Objective: The purpose of this study was to establish the risk factors which influence the postoperative evolution of surgical patients infected with human immunodeficiency virus (HIV), and to conceive a management algorithm based upon these factors.
Methods: We have performed a bidirectional transversal study on a group of 73 HIV-positive patients who had undergone 104 surgical procedures during 2006–2010 in the university medical center of Tîrgu Mureş. We studied risk factors such as the number of CD4 T-cells (LTCD4) < 100/µl, anemia, thrombocytopenia, hypoproteinemia, leukopenia, wasting syndrome, ASA (American Society of Anesthesiologists) score, Altemeier class and NNISS (National Nosocomial Infections Survey Systems) score. We defined any registered postoperative complication, as well as all deaths within the first 30 days from surgery as poor outcome. We used GraphPad statistical program, Fisher test for the statistical analysis of data, we interpreted p <0.05 as statistically significant, for a CI of 95%.
Results: We have registered a total of 15 complications, 5 deaths.
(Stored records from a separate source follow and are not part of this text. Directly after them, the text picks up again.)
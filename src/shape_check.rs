use crate::graph::{Graph, ValueInfo};

/// Summary of the values in a graph whose shapes are not fully known.
#[derive(Clone, Debug, Default, PartialEq, Eq)]
pub struct ShapeReport {
    /// Names of graph inputs that are not fixed size, in declaration order.
    pub dynamic_inputs: Vec<String>,
    /// Number of value_info entries and graph outputs that are not fixed size.
    pub num_dynamic_values: usize,
}

impl ShapeReport {
    pub fn is_fully_fixed(&self) -> bool {
        self.dynamic_inputs.is_empty() && self.num_dynamic_values == 0
    }
}

/// A value is fixed size when it is a tensor with a declared shape and every dimension
/// is a positive fixed size.
pub fn is_fixed_size(value: &ValueInfo) -> bool {
    match value.shape() {
        Some(shape) => shape
            .iter()
            .all(|dim| dim.fixed_value().is_some_and(|x| x > 0)),
        None => false,
    }
}

/// Checks the top level graph's inputs, value_info and outputs for dynamic shapes.
pub fn check_shapes(graph: &Graph) -> ShapeReport {
    let mut report = ShapeReport::default();

    for input in &graph.inputs {
        if !is_fixed_size(input) {
            log::info!("Input is not a fixed size tensor: {}", describe(input));
            report.dynamic_inputs.push(input.name.clone());
        }
    }

    for value in graph.value_info.iter().chain(graph.outputs.iter()) {
        if !is_fixed_size(value) {
            log::debug!("Value is not a fixed size tensor: {}", describe(value));
            report.num_dynamic_values += 1;
        }
    }

    if report.num_dynamic_values > 0 {
        log::info!(
            "Graph \"{}\" has {} dynamic inputs and {} dynamic values",
            graph.name,
            report.dynamic_inputs.len(),
            report.num_dynamic_values
        );
    }

    report
}

fn describe(value: &ValueInfo) -> String {
    match value.shape() {
        Some(shape) => format!(
            "{}[{}]",
            value.name,
            shape
                .iter()
                .map(|x| x.to_string())
                .collect::<Vec<_>>()
                .join(",")
        ),
        None => format!("{} (no shape)", value.name),
    }
}
use std::collections::HashMap;
use std::path::Path;

use prost::{DecodeError, EncodeError, Message};

use crate::graph::{Graph, GraphDecoder, ONNXDecodingError};
use crate::onnx::{self, ModelProto, StringStringEntryProto};

#[derive(Debug, thiserror::Error)]
pub enum ModelError {
    #[error(transparent)]
    ONNXDecodingError(#[from] ONNXDecodingError),
    #[error(transparent)]
    DecodeError(#[from] DecodeError),
    #[error(transparent)]
    EncodeError(#[from] EncodeError),
    #[error(transparent)]
    IoError(#[from] std::io::Error),
}

/// A decoded ONNX model. The main graph is converted to a [`Graph`]; everything else in
/// the model proto is carried along unchanged so the model can be written back out.
#[derive(Clone, Debug)]
pub struct Model {
    graph: Graph,
    /// The decoded proto minus its graph.
    proto: ModelProto,
}

impl Model {
    pub fn from_onnx_bytes(onnx_data: &[u8]) -> Result<Self, ModelError> {
        let model_proto = ModelProto::decode(onnx_data)?;
        Ok(Self::from_onnx_model_proto(model_proto)?)
    }

    pub fn from_onnx_model_proto(mut model_proto: ModelProto) -> Result<Self, ONNXDecodingError> {
        let onnx_graph = model_proto
            .graph
            .take()
            .ok_or(ONNXDecodingError::MissingField("graph"))?;
        let graph = GraphDecoder::new().decode_graph(onnx_graph)?;
        log::debug!(
            "Decoded model \"{}\" with {} nodes",
            graph.name,
            graph.node_count_recursive()
        );
        Ok(Self {
            graph,
            proto: model_proto,
        })
    }

    pub fn load(path: impl AsRef<Path>) -> Result<Self, ModelError> {
        let path = path.as_ref();
        log::info!("Loading model from {}", path.display());
        let onnx_data = std::fs::read(path)?;
        Self::from_onnx_bytes(&onnx_data)
    }

    pub fn save(&self, path: impl AsRef<Path>) -> Result<(), ModelError> {
        let path = path.as_ref();
        log::info!("Writing model to {}", path.display());
        std::fs::write(path, self.to_onnx_bytes()?)?;
        Ok(())
    }

    pub fn to_onnx_proto(&self) -> ModelProto {
        ModelProto {
            graph: Some(self.graph.to_onnx()),
            ..self.proto.clone()
        }
    }

    pub fn to_onnx_bytes(&self) -> Result<Vec<u8>, ModelError> {
        let proto = self.to_onnx_proto();
        let mut buf = Vec::with_capacity(proto.encoded_len());
        proto.encode(&mut buf)?;
        Ok(buf)
    }

    pub fn graph(&self) -> &Graph {
        &self.graph
    }

    pub fn graph_mut(&mut self) -> &mut Graph {
        &mut self.graph
    }

    pub fn ir_version(&self) -> i64 {
        self.proto.ir_version
    }

    pub fn producer_name(&self) -> &str {
        &self.proto.producer_name
    }

    pub fn opset_imports(&self) -> &[onnx::OperatorSetIdProto] {
        &self.proto.opset_import
    }

    /// Opset version of the default ("" or "ai.onnx") domain, if the model imports it.
    pub fn core_opset_version(&self) -> Option<i64> {
        self.proto
            .opset_import
            .iter()
            .find(|x| x.domain.is_empty() || x.domain == "ai.onnx")
            .map(|x| x.version)
    }

    pub fn metadata(&self) -> HashMap<String, String> {
        let mut out = HashMap::new();
        for StringStringEntryProto { key, value } in &self.proto.metadata_props {
            out.insert(key.clone(), value.clone());
        }
        out
    }
}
Risk factors associated with poor postoperative outcome were LTCD4 <100/µl (p=0.03) wasting syndrome (p=0.0001), ASA score > 1 (p=0.01), Altemeier class > II (p=0.0001), NNISS score 1 (p=0.0001).
Conclusions: HIV-infected patients with emergency surgical pathology will benefit of surgical treatment when the anesthetic risk does not overpass the surgical risk, while patients who require elective interventions will be operated after the correction of risk factors.